What word or phrase do you overuse?
“At all.” As in, “there were no people left in the city at all.” I seem too often to worry that more emphasis is needed, that the case hasn’t been made. When I do a global search on any first draft of mine, I find hundreds of instances of this phrase. I really don’t like it at all.

Which books are currently in your to-read pile?
Kyle Minor, Praying Drunk. Katherine Faw Morris, Young God. MFA VS NYC, edited by Chad Harbach. And, because I have just started work on the editing of a new anthology of short stories, I am playing catch-up with some terrific story writers, such as Peter Orner, Claire Vaye Watkins, Edith Pearlman, Jamie Quatro, Ramona Ausubel, and Dennis Cooper.

Who are your literary heroes?
Franz Kafka, Jorge Luis Borges, Deborah Eisenberg, J.M. Coetzee, Kazuo Ishiguro, Jane Bowles, Flannery O’Connor, Thomas Bernhard.

What is the first book you truly loved?
The Lion, the Witch, and the Wardrobe, by C.S. Lewis. I remember this book more vividly than my actual childhood, which seems to have contained many disposable moments.

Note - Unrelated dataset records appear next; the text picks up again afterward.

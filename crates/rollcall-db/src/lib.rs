// Copyright 2026 Phillip Cloud
// Licensed under the Apache License, Version 2.0

pub mod validation;

use anyhow::{Context, Result, anyhow, bail};
use rollcall_app::{
    BatchReceipt, ChildDocument, DocPath, Fields, HierarchyLayout, HierarchyStore, WriteOp,
    apply_field_writes,
};
use rusqlite::{Connection, OptionalExtension, params};
use serde_json::{Value, json};
use std::collections::BTreeSet;
use std::env;
use std::fs;
use std::path::{Path, PathBuf};
use std::sync::{Mutex, MutexGuard, PoisonError};
use time::OffsetDateTime;
use time::format_description::well_known::Rfc3339;

use crate::validation::{decode_record, encode_record, row_key};

pub const APP_NAME: &str = "rollcall";

const REQUIRED_SCHEMA: &[(&str, &[&str])] = &[(
    "documents",
    &["path", "parent", "doc_id", "data", "created_at", "updated_at"],
)];

struct RequiredIndex {
    name: &'static str,
    create_sql: &'static str,
}

const REQUIRED_INDEXES: &[RequiredIndex] = &[RequiredIndex {
    name: "idx_documents_parent",
    create_sql: "CREATE INDEX IF NOT EXISTS idx_documents_parent ON documents (parent, doc_id);",
}];

/// SQLite-backed document tree. Each row is one document addressed by its
/// slash-joined path; rows without data stand in for prefix-only parents.
pub struct Store {
    conn: Mutex<Connection>,
}

impl Store {
    pub fn open(path: &Path) -> Result<Self> {
        let printable = path.to_string_lossy().to_string();
        validate_db_path(&printable)?;
        let conn = Connection::open(path)
            .with_context(|| format!("open database at {}", path.display()))?;
        configure_connection(&conn)?;
        Ok(Self {
            conn: Mutex::new(conn),
        })
    }

    pub fn open_memory() -> Result<Self> {
        let conn = Connection::open_in_memory().context("open in-memory database")?;
        configure_connection(&conn)?;
        Ok(Self {
            conn: Mutex::new(conn),
        })
    }

    pub fn bootstrap(&self) -> Result<()> {
        let conn = self.conn();
        if has_user_tables(&conn)? {
            validate_schema(&conn)?;
        } else {
            conn.execute_batch(include_str!("sql/schema.sql"))
                .context("create schema")?;
        }

        ensure_required_indexes(&conn)?;
        Ok(())
    }

    /// Creates or replaces the document at `path`, registering every
    /// ancestor document as a prefix-only row when it does not exist yet.
    pub fn put_document(&self, path: &DocPath, fields: &Fields) -> Result<()> {
        if !path.is_document() {
            bail!("{path} is a collection path; documents need an even number of segments");
        }
        let now = now_rfc3339()?;
        let mut conn = self.conn();
        let tx = conn.transaction().context("begin document write")?;

        for ancestor in path.ancestor_documents() {
            let (key, parent, id) = row_parts(&ancestor);
            tx.execute(
                "
                INSERT OR IGNORE INTO documents (path, parent, doc_id, data, created_at, updated_at)
                VALUES (?, ?, ?, NULL, ?, ?)
                ",
                params![key, parent, id, now, now],
            )
            .with_context(|| format!("register parent document {ancestor}"))?;
        }

        let (key, parent, id) = row_parts(path);
        tx.execute(
            "
            INSERT INTO documents (path, parent, doc_id, data, created_at, updated_at)
            VALUES (?, ?, ?, ?, ?, ?)
            ON CONFLICT (path) DO UPDATE SET
              data = excluded.data,
              updated_at = excluded.updated_at
            ",
            params![key, parent, id, encode_record(fields), now, now],
        )
        .with_context(|| format!("write document {path}"))?;

        tx.commit().context("commit document write")
    }

    /// Loads a small fixed tree covering both block shapes: document blocks
    /// under unit AA and a map-field block under unit BB with native, text,
    /// and malformed entries.
    pub fn seed_demo_data(&self, layout: &HierarchyLayout) -> Result<()> {
        let unit_aa = layout.units().child("AA");
        let line_aa = unit_aa.child(&layout.lines).child("11999990000");
        let blocks_aa = line_aa.child(&layout.blocks);

        let documents = [
            (
                blocks_aa.child("B1").child(&layout.leaves).child("x1"),
                json!({"CÓDIGO": "AB-0101", "NOME": "Ana", "NOME COMPLETO": "Ana Souza", "CELULAR": "11999000111", "STATUS": "S"}),
            ),
            (
                blocks_aa.child("B1").child(&layout.leaves).child("x2"),
                json!({"CÓDIGO": "AB-0102", "NOME": "Bruno", "CELULAR": "11999000222", "STATUS": "NC"}),
            ),
            (
                blocks_aa.child("B2").child(&layout.leaves).child("y1"),
                json!({"CÓDIGO": "AB-0201", "NOME COMPLETO": "Carla Lima", "CELULAR": "11988000333", "STATUS": "A"}),
            ),
            (
                blocks_aa.child("B2").child(&layout.leaves).child("x1"),
                json!({"CÓDIGO": "AB-0202", "NOME": "Davi", "STATUS": "R"}),
            ),
            (blocks_aa.child("B1"), json!({})),
            (blocks_aa.child("B2"), json!({})),
        ];
        for (path, data) in documents {
            self.put_document(&path, &object(data)?)?;
        }

        let map_block = layout
            .units()
            .child("BB")
            .child(&layout.lines)
            .child("21988887777")
            .child(&layout.blocks)
            .child("M1");
        let mut record = Fields::new();
        record.insert(
            layout.map_field.clone(),
            json!({
                "c1": {"CÓDIGO": "MN-0001", "NOME": "Elisa", "CELULAR": "21988001111", "STATUS": "S"},
                "c2": {"CÓDIGO": "MN-0002", "NOME COMPLETO": "Felipe Costa", "STATUS": "X"},
                "c3": "{\"CÓDIGO\":\"MN-0003\",\"NOME\":\"Gabriela\",\"STATUS\":\"NR\"}",
                "c4": 42
            }),
        );
        self.put_document(&map_block, &record)
    }

    pub fn document_count(&self) -> Result<usize> {
        let count: i64 = self
            .conn()
            .query_row(
                "SELECT COUNT(*) FROM documents WHERE data IS NOT NULL",
                [],
                |row| row.get(0),
            )
            .context("count documents")?;
        Ok(usize::try_from(count).unwrap_or_default())
    }

    fn conn(&self) -> MutexGuard<'_, Connection> {
        self.conn.lock().unwrap_or_else(PoisonError::into_inner)
    }
}

impl HierarchyStore for Store {
    fn list_children(&self, collection: &DocPath) -> Result<Vec<ChildDocument>> {
        let key = row_key(collection.segments());
        let conn = self.conn();
        let mut stmt = conn
            .prepare(
                "
                SELECT doc_id, data
                FROM documents
                WHERE parent = ?
                ORDER BY doc_id ASC
                ",
            )
            .context("prepare child listing")?;
        let rows = stmt
            .query_map(params![key], |row| {
                Ok((row.get::<_, String>(0)?, row.get::<_, Option<String>>(1)?))
            })
            .with_context(|| format!("list children of {collection}"))?
            .collect::<rusqlite::Result<Vec<_>>>()
            .with_context(|| format!("collect children of {collection}"))?;

        let mut children = Vec::with_capacity(rows.len());
        for (id, data) in rows {
            let data = match data {
                Some(raw) => Some(
                    decode_record(&raw)
                        .with_context(|| format!("decode document {key}/{id}"))?,
                ),
                None => None,
            };
            children.push(ChildDocument { id, data });
        }
        log::debug!(
            "event=list_children module=db status=ok collection={collection} count={}",
            children.len()
        );
        Ok(children)
    }

    fn get_record(&self, path: &DocPath) -> Result<Option<Fields>> {
        let conn = self.conn();
        let raw = load_data(&conn, path)?;
        raw.map(|raw| decode_record(&raw).with_context(|| format!("decode document {path}")))
            .transpose()
    }

    fn batch_update(&self, ops: &[WriteOp]) -> Result<BatchReceipt> {
        let committed_at = OffsetDateTime::now_utc();
        let stamp = committed_at
            .format(&Rfc3339)
            .context("format commit timestamp")?;
        let mut conn = self.conn();
        let tx = conn.transaction().context("begin batch update")?;

        // Any error below drops `tx` and rolls the whole batch back.
        for op in ops {
            let Some(raw) = load_data(&tx, &op.path)? else {
                bail!("no document to update at {}", op.path);
            };
            let mut record =
                decode_record(&raw).with_context(|| format!("decode document {}", op.path))?;
            apply_field_writes(&mut record, &op.fields);
            tx.execute(
                "UPDATE documents SET data = ?, updated_at = ? WHERE path = ?",
                params![encode_record(&record), stamp, row_key(op.path.segments())],
            )
            .with_context(|| format!("update document {}", op.path))?;
        }

        tx.commit().context("commit batch update")?;
        log::info!(
            "event=batch_update module=db status=ok writes={}",
            ops.len()
        );
        Ok(BatchReceipt {
            writes: ops.len(),
            committed_at: Some(committed_at),
        })
    }
}

pub fn default_db_path() -> Result<PathBuf> {
    if let Some(override_path) = env::var_os("ROLLCALL_DB_PATH") {
        return Ok(PathBuf::from(override_path));
    }

    let data_root = dirs::data_local_dir().ok_or_else(|| {
        anyhow!("cannot resolve data directory; set ROLLCALL_DB_PATH to a writable database path")
    })?;

    let app_dir = data_root.join(APP_NAME);
    fs::create_dir_all(&app_dir)
        .with_context(|| format!("create data directory {}", app_dir.display()))?;
    Ok(app_dir.join("rollcall.db"))
}

pub fn validate_db_path(path: &str) -> Result<()> {
    if path.is_empty() {
        bail!("database path must not be empty");
    }
    if path == ":memory:" {
        return Ok(());
    }

    if let Some(index) = path.find("://")
        && index > 0
    {
        let scheme = &path[..index];
        if scheme.chars().all(char::is_alphabetic) {
            bail!(
                "database path {path:?} looks like a URI ({scheme}://); pass a filesystem path instead"
            );
        }
    }

    if path.starts_with("file:") {
        bail!("database path {path:?} uses file: URI syntax; pass a plain filesystem path");
    }

    if path.contains('?') {
        bail!(
            "database path {path:?} contains '?'; remove query parameters and use a plain file path"
        );
    }

    Ok(())
}

fn load_data(conn: &Connection, path: &DocPath) -> Result<Option<String>> {
    let data: Option<Option<String>> = conn
        .query_row(
            "SELECT data FROM documents WHERE path = ?",
            params![row_key(path.segments())],
            |row| row.get(0),
        )
        .optional()
        .with_context(|| format!("load document {path}"))?;
    Ok(data.flatten())
}

fn row_parts(path: &DocPath) -> (String, String, String) {
    let segments = path.segments();
    let parent = segments
        .split_last()
        .map(|(_, parent)| row_key(parent))
        .unwrap_or_default();
    (row_key(segments), parent, path.id().to_owned())
}

fn object(value: Value) -> Result<Fields> {
    match value {
        Value::Object(fields) => Ok(fields),
        other => bail!("expected a JSON object, got {other}"),
    }
}

fn has_user_tables(conn: &Connection) -> Result<bool> {
    let count: i64 = conn
        .query_row(
            "
            SELECT COUNT(*)
            FROM sqlite_master
            WHERE type = 'table'
              AND name NOT LIKE 'sqlite_%'
            ",
            [],
            |row| row.get(0),
        )
        .context("count user tables")?;
    Ok(count > 0)
}

fn validate_schema(conn: &Connection) -> Result<()> {
    for (table, required_columns) in REQUIRED_SCHEMA {
        let columns = table_columns(conn, table)?;
        if columns.is_empty() {
            bail!(
                "database is missing required table `{table}`; use a rollcall-compatible database or migrate first"
            );
        }

        let missing: Vec<&str> = required_columns
            .iter()
            .copied()
            .filter(|column| !columns.contains(*column))
            .collect();

        if !missing.is_empty() {
            bail!(
                "table `{table}` is missing required columns: {}; run migration before launching",
                missing.join(", ")
            );
        }
    }

    Ok(())
}

fn ensure_required_indexes(conn: &Connection) -> Result<()> {
    for index in REQUIRED_INDEXES {
        conn.execute_batch(index.create_sql)
            .with_context(|| format!("ensure required index `{}`", index.name))?;
    }

    let existing_indexes = index_names(conn)?;
    let missing = REQUIRED_INDEXES
        .iter()
        .filter(|index| !existing_indexes.contains(index.name))
        .map(|index| index.name)
        .collect::<Vec<_>>();
    if !missing.is_empty() {
        bail!(
            "database is missing required indexes: {}; run migration before launching",
            missing.join(", ")
        );
    }

    Ok(())
}

fn table_columns(conn: &Connection, table: &str) -> Result<BTreeSet<String>> {
    let mut stmt = conn
        .prepare(&format!("PRAGMA table_info({table})"))
        .with_context(|| format!("inspect columns for {table}"))?;
    let rows = stmt
        .query_map([], |row| row.get::<_, String>(1))
        .with_context(|| format!("query column info for {table}"))?;

    let names = rows
        .collect::<rusqlite::Result<BTreeSet<_>>>()
        .with_context(|| format!("collect columns for {table}"))?;
    Ok(names)
}

fn index_names(conn: &Connection) -> Result<BTreeSet<String>> {
    let mut stmt = conn
        .prepare(
            "
            SELECT name
            FROM sqlite_master
            WHERE type = 'index'
              AND name NOT LIKE 'sqlite_%'
            ORDER BY name ASC
            ",
        )
        .context("prepare index names query")?;
    let rows = stmt
        .query_map([], |row| row.get::<_, String>(0))
        .context("query index names")?;
    rows.collect::<rusqlite::Result<BTreeSet<_>>>()
        .context("collect index names")
}

fn configure_connection(conn: &Connection) -> Result<()> {
    conn.execute_batch(
        "
        PRAGMA journal_mode = WAL;
        PRAGMA synchronous = NORMAL;
        PRAGMA busy_timeout = 5000;
        ",
    )
    .context("configure sqlite pragmas")
}

fn now_rfc3339() -> Result<String> {
    OffsetDateTime::now_utc()
        .format(&Rfc3339)
        .context("format current timestamp")
}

If you could only recommend one book, which would it be?
Ovid’s Metamorphoses. It’s my narrative alpha dog. There’s something deeply medicinal about it, a favored and highly reliable drug. As a writer you can just keep tearing off little pieces of it, translating them into new languages, using them as putty for your own projects, and the body of it is just never diminished. Is there a story the Metamorphoses doesn’t somehow already contain? Probably, but it still comes close to being the most complete, and dangerous, narrative weapons locker there is.